No Chances To Resist Destabilisation Efforts

The Trump administration has admitted that it seeks to unseat Maduro, and closing sources of cash to undermine the country’s economy are playbook tactics of US regime change efforts, Professor Heinz Dieterich, of the Universidad Autonoma Metropolitana, a former adviser to the late Venezuelan president Hugo Chavez, stresses. Dieterich, who studied US President Ronald Reagan’s regime change strategies, says what is going on in Venezuela right now is a typical “destruction operation against vital infrastructures” of the country.

“This regime change policy includes financial and economic asphyxiation, energy suffocation, political isolation and the use of paramilitary and military action”, the professor explains.

Dieterich believes that Maduro’s government has “no chance at all” to resist White House attempts to destabilise the country. But, at the same time, it doesn’t mean that the process can’t be managed, the professor continues, suggesting that Maduro could resign, while recruiting Cuba, Mexico and Uruguay, supported by China, Russia and the EU as middlemen to organise a new election without US involvement. Dieterich explained that this way interests will be balanced, as Cuba supports Maduro, Uruguay opposes his rule and Mexico has so far stayed neutral in this conflict.

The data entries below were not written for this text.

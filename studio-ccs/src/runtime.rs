//! Container runtime abstraction.
//!
//! The service layer only ever talks to a [`ContainerRuntime`]. The Docker
//! adapter is the production implementation; the in-memory runtime backs the
//! tests and local development.

use async_trait::async_trait;
use bytes::Bytes;
use futures::stream::BoxStream;
use std::time::Duration;
use studio_core::error::{ErrorKind, StudioError};
use studio_core::types::{
    ContainerDetail, ContainerSummary, NetworkSummary, PullProgress, RunContainerResult,
    RunContainerSpec,
};

/// Raw log output, in arrival order. Chunks need not align with lines.
pub type LogStream = BoxStream<'static, Result<Bytes, RuntimeError>>;

/// Progress records of an image pull.
pub type PullStream = BoxStream<'static, Result<PullProgress, RuntimeError>>;

/// Errors reported by a container runtime.
#[derive(Debug, Clone, PartialEq, Eq, thiserror::Error)]
pub enum RuntimeError {
    #[error("{what} not found")]
    NotFound { what: String },

    #[error("{what} already exists")]
    AlreadyExists { what: String },

    #[error("container {id} is still running")]
    StillRunning { id: String },

    #[error("{what} is in use")]
    InUse { what: String },

    #[error("runtime rejected the request: {message}")]
    Rejected { message: String },

    #[error("container runtime unavailable: {message}")]
    Unavailable { message: String },

    #[error("{operation} timed out after {timeout_secs}s")]
    Timeout { operation: String, timeout_secs: u64 },

    #[error("runtime error: {message}")]
    Other { message: String },
}

impl RuntimeError {
    pub fn not_found(what: impl Into<String>) -> Self {
        Self::NotFound { what: what.into() }
    }

    pub fn kind(&self) -> ErrorKind {
        match self {
            RuntimeError::NotFound { .. } => ErrorKind::NotFound,
            RuntimeError::AlreadyExists { .. } => ErrorKind::AlreadyExists,
            RuntimeError::StillRunning { .. } => ErrorKind::StillRunning,
            RuntimeError::InUse { .. } => ErrorKind::InUse,
            RuntimeError::Rejected { .. } => ErrorKind::InvalidRequest,
            RuntimeError::Unavailable { .. } => ErrorKind::RuntimeUnavailable,
            RuntimeError::Timeout { .. } => ErrorKind::Timeout,
            RuntimeError::Other { .. } => ErrorKind::Internal,
        }
    }
}

impl From<RuntimeError> for StudioError {
    fn from(e: RuntimeError) -> Self {
        StudioError::new(e.kind(), e.to_string())
    }
}

/// Operations the control service needs from a container runtime.
#[async_trait]
pub trait ContainerRuntime: Send + Sync {
    /// Cheap reachability probe.
    async fn ping(&self) -> Result<(), RuntimeError>;

    async fn list_containers(&self, all: bool) -> Result<Vec<ContainerSummary>, RuntimeError>;

    async fn inspect_container(&self, id: &str) -> Result<ContainerDetail, RuntimeError>;

    /// Create and start a container. The spec has already passed policy.
    async fn run_container(
        &self,
        spec: &RunContainerSpec,
    ) -> Result<RunContainerResult, RuntimeError>;

    /// Stop a container, killing it after `grace`. Stopping a stopped
    /// container succeeds.
    async fn stop_container(&self, id: &str, grace: Duration) -> Result<(), RuntimeError>;

    /// Remove a container. Without `force` a running container yields
    /// [`RuntimeError::StillRunning`].
    async fn remove_container(&self, id: &str, force: bool) -> Result<(), RuntimeError>;

    async fn image_exists(&self, name: &str, tag: &str) -> Result<bool, RuntimeError>;

    async fn remove_image(&self, name: &str, tag: &str, force: bool) -> Result<(), RuntimeError>;

    fn pull_image(&self, name: &str, tag: &str) -> PullStream;

    async fn list_networks(&self) -> Result<Vec<NetworkSummary>, RuntimeError>;

    async fn create_network(
        &self,
        name: &str,
        driver: Option<&str>,
    ) -> Result<NetworkSummary, RuntimeError>;

    async fn remove_network(&self, name: &str) -> Result<(), RuntimeError>;

    async fn connect_network(&self, network: &str, container: &str) -> Result<(), RuntimeError>;

    async fn disconnect_network(
        &self,
        network: &str,
        container: &str,
        force: bool,
    ) -> Result<(), RuntimeError>;

    /// Container output. With `follow` the stream lasts until the container
    /// stops or the consumer drops it.
    fn logs(&self, id: &str, follow: bool, tail: Option<usize>) -> LogStream;
}
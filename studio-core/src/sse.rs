//! Server-Sent Events framing.
//!
//! Both the log stream and the inference stream use the same wire shape:
//! one `retry: <ms>` hint, then `data: <json>\n\n` per event, and a terminal
//! `data: [DONE]\n\n`.

use bytes::Bytes;
use serde::Serialize;

/// Terminal payload that closes a stream.
pub const DONE: &str = "[DONE]";

/// `Content-Type` of every SSE response.
pub const CONTENT_TYPE: &str = "text/event-stream";

/// Format a reconnect hint frame.
pub fn retry_frame(retry_ms: u64) -> Bytes {
    Bytes::from(format!("retry: {retry_ms}\n\n"))
}

/// Format a `data:` frame from a raw payload.
///
/// Multi-line payloads are split into one `data:` line per line, as the SSE
/// grammar requires.
pub fn data_frame(payload: &str) -> Bytes {
    let mut out = String::with_capacity(payload.len() + 8);
    for line in payload.split('\n') {
        out.push_str("data: ");
        out.push_str(line.strip_suffix('\r').unwrap_or(line));
        out.push('\n');
    }
    out.push('\n');
    Bytes::from(out)
}

/// Format a `data:` frame from a serializable value.
pub fn json_frame<T: Serialize>(value: &T) -> Bytes {
    data_frame(&serde_json::to_string(value).unwrap_or_else(|_| "{}".to_string()))
}

/// Format the terminal `[DONE]` frame.
pub fn done_frame() -> Bytes {
    data_frame(DONE)
}

/// One decoded SSE event.
#[derive(Debug, Clone, PartialEq, Eq)]
pub enum SseEvent {
    /// Joined `data:` lines of one event.
    Data(String),
    /// A `retry:` hint in milliseconds.
    Retry(u64),
}

/// Incremental SSE decoder.
///
/// Feed arbitrary byte chunks with [`SseDecoder::push`]; complete events come
/// out in order. Partial lines are buffered until their terminator arrives, so
/// frames split across TCP reads decode correctly.
#[derive(Debug, Default)]
pub struct SseDecoder {
    /// Raw bytes of the unterminated line. Only complete lines are decoded,
    /// so a code point split across reads survives intact.
    pending: Vec<u8>,
    data_lines: Vec<String>,
}

impl SseDecoder {
    pub fn new() -> Self {
        Self::default()
    }

    /// Append a chunk and return every event it completes.
    pub fn push(&mut self, chunk: &[u8]) -> Vec<SseEvent> {
        self.pending.extend_from_slice(chunk);
        let mut events = Vec::new();

        while let Some(pos) = self.pending.iter().position(|b| *b == b'\n') {
            let raw: Vec<u8> = self.pending.drain(..=pos).collect();
            let line = decode_line(&raw[..raw.len() - 1]);
            self.handle_line(&line, &mut events);
        }
        events
    }

    fn handle_line(&mut self, line: &str, events: &mut Vec<SseEvent>) {
        if line.is_empty() {
            if !self.data_lines.is_empty() {
                events.push(SseEvent::Data(self.data_lines.join("\n")));
                self.data_lines.clear();
            }
            return;
        }
        if line.starts_with(':') {
            return;
        }
        let (field, value) = match line.split_once(':') {
            Some((f, v)) => (f, v.strip_prefix(' ').unwrap_or(v)),
            None => (line, ""),
        };
        match field {
            "data" => self.data_lines.push(value.to_string()),
            "retry" => {
                if let Ok(ms) = value.trim().parse() {
                    events.push(SseEvent::Retry(ms));
                }
            }
            _ => {}
        }
    }

    /// Flush a trailing event that was not followed by a blank line.
    pub fn finish(&mut self) -> Option<SseEvent> {
        if !self.pending.is_empty() {
            let rest = std::mem::take(&mut self.pending);
            let line = decode_line(&rest);
            if let Some(value) = line.strip_prefix("data:") {
                self.data_lines
                    .push(value.strip_prefix(' ').unwrap_or(value).to_string());
            }
        }
        if self.data_lines.is_empty() {
            None
        } else {
            let data = self.data_lines.join("\n");
            self.data_lines.clear();
            Some(SseEvent::Data(data))
        }
    }
}

fn decode_line(raw: &[u8]) -> String {
    let raw = raw.strip_suffix(b"\r").unwrap_or(raw);
    String::from_utf8_lossy(raw).into_owned()
}

#[cfg(test)]
mod tests {
    use super::*;

    #[test]
    fn test_frames() {
        assert_eq!(retry_frame(3000), Bytes::from("retry: 3000\n\n"));
        assert_eq!(data_frame("{\"a\":1}"), Bytes::from("data: {\"a\":1}\n\n"));
        assert_eq!(done_frame(), Bytes::from("data: [DONE]\n\n"));
        assert_eq!(data_frame("a\nb"), Bytes::from("data: a\ndata: b\n\n"));
    }

    #[test]
    fn test_json_frame() {
        let frame = json_frame(&serde_json::json!({"type": "log"}));
        assert_eq!(frame, Bytes::from("data: {\"type\":\"log\"}\n\n"));
    }

    #[test]
    fn test_decoder_split_chunks() {
        let mut dec = SseDecoder::new();
        assert!(dec.push(b"retry: 100\n\nda").len() == 1);
        assert!(dec.push(b"ta: {\"x\"").is_empty());
        let events = dec.push(b":1}\n\ndata: [DONE]\n\n");
        assert_eq!(
            events,
            vec![
                SseEvent::Data("{\"x\":1}".into()),
                SseEvent::Data("[DONE]".into())
            ]
        );
    }

    #[test]
    fn test_decoder_crlf_and_comments() {
        let mut dec = SseDecoder::new();
        let events = dec.push(b": keep-alive\r\ndata: one\r\n\r\n");
        assert_eq!(events, vec![SseEvent::Data("one".into())]);
    }

    #[test]
    fn test_decoder_finish_without_blank_line() {
        let mut dec = SseDecoder::new();
        assert!(dec.push(b"data: tail").is_empty());
        assert_eq!(dec.finish(), Some(SseEvent::Data("tail".into())));
        assert_eq!(dec.finish(), None);
    }

    #[test]
    fn test_decoder_code_point_split_across_chunks() {
        let frame = "data: {\"content\":\"héllo 你好\"}\n\n".as_bytes();
        // first byte of the three-byte sequence for 你
        let cut = frame.iter().position(|b| *b == 0xE4).unwrap() + 1;
        let mut dec = SseDecoder::new();
        assert!(dec.push(&frame[..cut]).is_empty());
        assert_eq!(
            dec.push(&frame[cut..]),
            vec![SseEvent::Data("{\"content\":\"héllo 你好\"}".into())]
        );
    }

    #[test]
    fn test_decoder_code_point_split_in_unterminated_tail() {
        let tail = "data: 你".as_bytes();
        let mut dec = SseDecoder::new();
        assert!(dec.push(&tail[..tail.len() - 1]).is_empty());
        assert!(dec.push(&tail[tail.len() - 1..]).is_empty());
        assert_eq!(dec.finish(), Some(SseEvent::Data("你".into())));
    }
}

However, such a scenario is questionable, since Maduro won his hotly-contested 2nd presidency just two years ago. He repeatedly turned down calls of then head of the opposition-dominated National Assembly, Juan Guaido, and the western governments to step down. The latter supported Guaido’s January 2019 claim for an interim presidency despite no legal basis for the position. At the same time, Russia, Turkey, China and Iran supported Maduro and condemned the West’s attempts to meddle in the domestic affairs of the Latin American state. Guaido is later siad to have organised a coup attempt at the end of April, unsuccessfully calling on the military to take his side and help him overthrow the government and the elected president.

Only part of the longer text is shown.